--- DATA FOR REVIEW Enclosed Below ---
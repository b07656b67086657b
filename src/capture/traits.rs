//! Capture trait definitions
//!
//! Platform-agnostic traits for camera/microphone sources and the push-based
//! recording sink they produce.

use crate::utils::error::DeviceError;
use async_trait::async_trait;
use bytes::Bytes;
use serde::{Deserialize, Serialize};
use tokio::sync::{mpsc, oneshot};

/// Media kinds requested from the device layer
#[derive(Debug, Clone, Copy, PartialEq, Eq, Serialize, Deserialize)]
pub struct MediaConstraints {
    pub video: bool,
    pub audio: bool,
}

impl Default for MediaConstraints {
    fn default() -> Self {
        Self {
            video: true,
            audio: true,
        }
    }
}

/// Opens live camera/microphone sources
#[async_trait]
pub trait CaptureBackend: Send + Sync {
    /// Whether this platform can capture at all. Checked before any request.
    fn is_supported(&self) -> bool;

    /// Acquire a live source
    async fn open(&self, constraints: MediaConstraints)
        -> Result<Box<dyn CaptureSource>, DeviceError>;
}

/// An open camera/microphone source
#[async_trait]
pub trait CaptureSource: Send {
    /// Human-readable device description
    fn label(&self) -> String;

    /// Start encoding the live source into chunks
    async fn start_recording(&mut self) -> Result<RecordingSink, DeviceError>;

    /// Stop every underlying track. Must be idempotent.
    fn close(&mut self);
}

/// Signal pushed by a running recorder
#[derive(Debug, Clone, PartialEq, Eq)]
pub enum RecorderSignal {
    /// Next encoded chunk, in production order
    Chunk(Bytes),
    /// Terminal signal; no chunks follow
    Stopped,
    /// The device gave out before a stop was requested; no chunks follow
    Failed(DeviceError),
}

/// Producer half of a recording, held by the capture implementation
pub struct SinkFeed {
    pub signals: mpsc::Sender<RecorderSignal>,
    /// Resolves when the consumer asks to stop or drops the sink
    pub stop: oneshot::Receiver<()>,
}

/// Consumer half of a recording, owned by the session
pub struct RecordingSink {
    signals: mpsc::Receiver<RecorderSignal>,
    stop_tx: Option<oneshot::Sender<()>>,
    finished: bool,
}

impl RecordingSink {
    /// Create a connected feed/sink pair
    pub fn channel(capacity: usize) -> (SinkFeed, RecordingSink) {
        let (signal_tx, signal_rx) = mpsc::channel(capacity);
        let (stop_tx, stop_rx) = oneshot::channel();
        (
            SinkFeed {
                signals: signal_tx,
                stop: stop_rx,
            },
            RecordingSink {
                signals: signal_rx,
                stop_tx: Some(stop_tx),
                finished: false,
            },
        )
    }

    /// Wait for the next signal. A closed feed counts as `Stopped`, and
    /// every call after a terminal signal returns `Stopped`.
    pub async fn next_signal(&mut self) -> RecorderSignal {
        if self.finished {
            return RecorderSignal::Stopped;
        }
        match self.signals.recv().await {
            Some(RecorderSignal::Chunk(chunk)) => RecorderSignal::Chunk(chunk),
            Some(RecorderSignal::Failed(error)) => {
                self.finished = true;
                RecorderSignal::Failed(error)
            }
            Some(RecorderSignal::Stopped) | None => {
                self.finished = true;
                RecorderSignal::Stopped
            }
        }
    }

    /// Ask the recorder to stop. Idempotent.
    pub fn request_stop(&mut self) {
        if let Some(tx) = self.stop_tx.take() {
            let _ = tx.send(());
        }
    }

    pub fn is_finished(&self) -> bool {
        self.finished
    }

    /// Request termination and collect every chunk delivered before the
    /// terminal signal, in order.
    pub async fn stop(mut self) -> Vec<Bytes> {
        self.request_stop();
        let mut remaining = Vec::new();
        while let RecorderSignal::Chunk(chunk) = self.next_signal().await {
            remaining.push(chunk);
        }
        remaining
    }
}
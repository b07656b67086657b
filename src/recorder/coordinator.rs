//! Session controller
//!
//! Single writer of session state. Owns the phase machine, the capture
//! handle, the recording buffer and the artifact pair; requests arrive over a
//! command channel and asynchronous completions (engine load, transcode
//! progress, recorder signals) are folded into the same loop, so every
//! transition is serialized.

use super::artifact::{ArtifactKind, ArtifactPair};
use super::handle::{
    Reply, ResetOutcome, SessionCommand, SessionEvent, SessionHandle, SessionSnapshot,
};
use super::state::{Phase, PhaseKind, RawClip, RecordingBuffer, RecordingStats};
use super::status::StatusMessage;
use crate::capture::{
    CaptureBackend, CaptureHandle, FfmpegCapture, MediaConstraints, RecorderSignal,
};
use crate::config::RecorderConfig;
use crate::delivery::{Delivery, HttpUploader, LocalSaver, StandardDelivery, UploadReceipt};
use crate::transcode::types::progress_percent;
use crate::transcode::{
    process_clip, FfmpegTranscoder, PipelineSettings, PipelineUpdate, ProcessedClip, Transcoder,
};
use crate::utils::error::{
    DeviceError, SessionError, SessionResult, TranscodeError, UploadError,
};
use std::path::PathBuf;
use std::sync::Arc;
use std::time::Duration;
use tokio::sync::{broadcast, mpsc, watch};

/// Pending command capacity
const COMMAND_BUFFER: usize = 32;
/// Event broadcast capacity
const EVENT_BUFFER: usize = 100;

/// External collaborators of a session
#[derive(Clone)]
pub struct Collaborators {
    pub capture: Arc<dyn CaptureBackend>,
    pub transcoder: Arc<dyn Transcoder>,
    pub delivery: Arc<dyn Delivery>,
}

impl Collaborators {
    /// FFmpeg capture and transcoding, local save plus HTTP upload
    pub fn from_config(config: &RecorderConfig) -> Result<Self, UploadError> {
        let uploader = HttpUploader::new(&config.upload)?;
        let saver = LocalSaver::new(config.output.download_dir.clone());
        Ok(Self {
            capture: Arc::new(FfmpegCapture::new(
                config.engine.ffmpeg.clone(),
                config.capture.clone(),
            )),
            transcoder: Arc::new(FfmpegTranscoder::new(
                config.engine.ffmpeg.clone(),
                config.engine.ffprobe.clone(),
            )),
            delivery: Arc::new(StandardDelivery::new(saver, uploader)),
        })
    }
}

/// Per-session settings
#[derive(Debug, Clone)]
pub struct SessionSettings {
    pub pipeline: PipelineSettings,
    pub constraints: MediaConstraints,
    /// Where preview files for display handles are written
    pub preview_dir: PathBuf,
}

impl SessionSettings {
    pub fn from_config(config: &RecorderConfig) -> Self {
        Self {
            pipeline: PipelineSettings {
                video_codec: config.engine.video_codec.clone(),
                thumbnail_offset: Duration::from_millis(config.engine.thumbnail_offset_ms),
            },
            constraints: MediaConstraints::default(),
            preview_dir: config.output.preview_dir.clone(),
        }
    }
}

impl Default for SessionSettings {
    fn default() -> Self {
        Self {
            pipeline: PipelineSettings::default(),
            constraints: MediaConstraints::default(),
            preview_dir: std::env::temp_dir(),
        }
    }
}

/// Completions reported back to the controller by spawned work
enum Internal {
    EngineLoaded(Result<(), String>),
    Pipeline { cycle: u64, update: PipelineUpdate },
    Processed {
        cycle: u64,
        result: Result<ProcessedClip, TranscodeError>,
    },
}
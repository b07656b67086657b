#[tokio::main]
async fn main() -> anyhow::Result<()> {
    camera_recorder_lib::run().await
}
--- End of Enclosed DATA FOR REVIEW ---
(WORK TASK): Return each line from the data where the string "output" can be found.

(ANSWER SPACE):
        let saver = LocalSaver::new(config.output.download_dir.clone());
            preview_dir: config.output.preview_dir.clone(),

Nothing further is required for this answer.